• Exercise can help recovery from a brain injury

    Date: 2014.09.14 | Category: Uncategorized | Response: 0

    In an online interview with Wayne Gordon, PhD, ABPP/Cn, Jack Nash Professor ofRehabilitation Medicine and associate director of the Department of Rehabilitation Medicine at the Mount Sinai School of Medicine, neuropsychologist and director of the Mount Sinai Brain Injury Research Center, he talks about how his study helped prove exercise assists in the recovery for people who suffer from brain injuries.http://www.brainline.org/content/multimedia.php?id=4638

    Use the transcript from this article to write up the benefits of exercise to help recover from brain injuries and how it has proven to improve brain cognitive function.

    The Sample Pool

    He used two sample groups. One with brain injury and one without. He asked both sample groups about their exercise routines and then compared the results for these two groups:

    • With Brain Injury. Do you exercise? What kind of exercise? How often? How long?
    • Without Brain Injury. Do you exercise? What kind of exercise? How often? How long?

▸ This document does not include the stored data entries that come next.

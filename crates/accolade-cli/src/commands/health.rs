// crates/accolade-cli/src/commands/health.rs
//
// `accolade health` - display daemon status.

use serde::{Deserialize, Serialize};
use serde_json::json;

use crate::output::{format_json, OutputFormat};
use crate::rpc_client::call;

#[derive(Debug, Deserialize, Serialize)]
#[serde(rename_all = "camelCase")]
struct Health {
    status: String,
    storage: String,
    uptime_secs: u64,
}

/// Run the health command.
pub async fn run(rpc: &str, format: OutputFormat) -> Result<(), Box<dyn std::error::Error>> {
    let health: Health = call(rpc, "node/health", json!({})).await?;
    match format {
        OutputFormat::Json => println!("{}", format_json(&health)),
        OutputFormat::Table => {
            println!("Accolade daemon");
            println!("---------------");
            println!("  Endpoint: {}", rpc);
            println!("  Status:   {}", health.status);
            println!("  Storage:  {}", health.storage);
            println!("  Uptime:   {}s", health.uptime_secs);
        }
    }
    Ok(())
}
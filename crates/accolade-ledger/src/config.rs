// crates/accolade-ledger/src/config.rs
//
// Tunables for the ledger: conflict retry, default deadline, rank size.
// Deserialized from the `[ledger]` table of the daemon config.

use std::time::Duration;

use serde::{Deserialize, Serialize};

use accolade_core::{Deadline, LedgerError};

use crate::retry::RetryPolicy;

/// Ledger configuration.
#[derive(Debug, Clone, Serialize, Deserialize)]
pub struct LedgerConfig {
    /// Retries after a commit conflict before giving up. Default: 8.
    #[serde(default = "default_max_retries")]
    pub max_retries: u32,

    /// Base of the exponential backoff between retries. Default: 2ms.
    #[serde(default = "default_base_backoff_ms")]
    pub base_backoff_ms: u64,

    /// Upper bound on a single backoff. Default: 200ms.
    #[serde(default = "default_max_backoff_ms")]
    pub max_backoff_ms: u64,

    /// Deadline applied when a caller does not supply one. 0 disables it.
    /// Default: 5000ms.
    #[serde(default = "default_deadline_ms")]
    pub default_deadline_ms: u64,

    /// Ranking size when the query does not set a limit. Default: 100.
    #[serde(default = "default_rank_limit")]
    pub default_rank_limit: i64,
}

fn default_max_retries() -> u32 {
    8
}

fn default_base_backoff_ms() -> u64 {
    2
}

fn default_max_backoff_ms() -> u64 {
    200
}

fn default_deadline_ms() -> u64 {
    5000
}

fn default_rank_limit() -> i64 {
    100
}

impl Default for LedgerConfig {
    fn default() -> Self {
        Self {
            max_retries: default_max_retries(),
            base_backoff_ms: default_base_backoff_ms(),
            max_backoff_ms: default_max_backoff_ms(),
            default_deadline_ms: default_deadline_ms(),
            default_rank_limit: default_rank_limit(),
        }
    }
}

impl LedgerConfig {
    /// Reject settings the ledger cannot run with.
    pub fn validate(&self) -> Result<(), LedgerError> {
        if self.default_rank_limit <= 0 {
            return Err(LedgerError::InvalidInput(
                "default_rank_limit must be positive".to_string(),
            ));
        }
        if self.base_backoff_ms > self.max_backoff_ms {
            return Err(LedgerError::InvalidInput(
                "base_backoff_ms must not exceed max_backoff_ms".to_string(),
            ));
        }
        Ok(())
    }

    pub fn retry_policy(&self) -> RetryPolicy {
        RetryPolicy {
            max_retries: self.max_retries,
            base_backoff: Duration::from_millis(self.base_backoff_ms),
            max_backoff: Duration::from_millis(self.max_backoff_ms),
        }
    }

    /// Deadline for a request, preferring the caller's timeout.
    pub fn deadline(&self, timeout_ms: Option<u64>) -> Deadline {
        match timeout_ms.unwrap_or(self.default_deadline_ms) {
            0 => Deadline::none(),
            ms => Deadline::after(Duration::from_millis(ms)),
        }
    }
}

#[cfg(test)]
mod tests {
    use super::*;

    #[test]
    fn defaults_are_valid() {
        let config = LedgerConfig::default();
        assert!(config.validate().is_ok());
        assert_eq!(config.default_rank_limit, 100);
    }

    #[test]
    fn rejects_non_positive_rank_limit() {
        let config = LedgerConfig {
            default_rank_limit: 0,
            ..LedgerConfig::default()
        };
        assert!(config.validate().is_err());
    }

    #[test]
    fn zero_timeout_disables_deadline() {
        let config = LedgerConfig::default();
        assert_eq!(config.deadline(Some(0)), Deadline::none());
        assert!(config.deadline(None).remaining().is_some());
    }

    #[test]
    fn retry_policy_follows_config() {
        let config = LedgerConfig {
            max_retries: 3,
            base_backoff_ms: 5,
            max_backoff_ms: 50,
            ..LedgerConfig::default()
        };
        let policy = config.retry_policy();
        assert_eq!(policy.max_retries, 3);
        assert_eq!(policy.base_backoff, Duration::from_millis(5));
        assert_eq!(policy.max_backoff, Duration::from_millis(50));
    }
}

    To be considered an exerciser – the person must swim, jog, bike, or perform any other sport to increase the heart rate and lung capacity for at least 30 minutes, three times a week consistently for the past six months. In their sample pool they found over 60 exercisers and 170 non-exercisers with TBI. These samples included men and women from rural areas, cities, and suburbs in New York. Ages ranged from 18 to 65, and included all races, income levels, and life experiences.

    The Proof?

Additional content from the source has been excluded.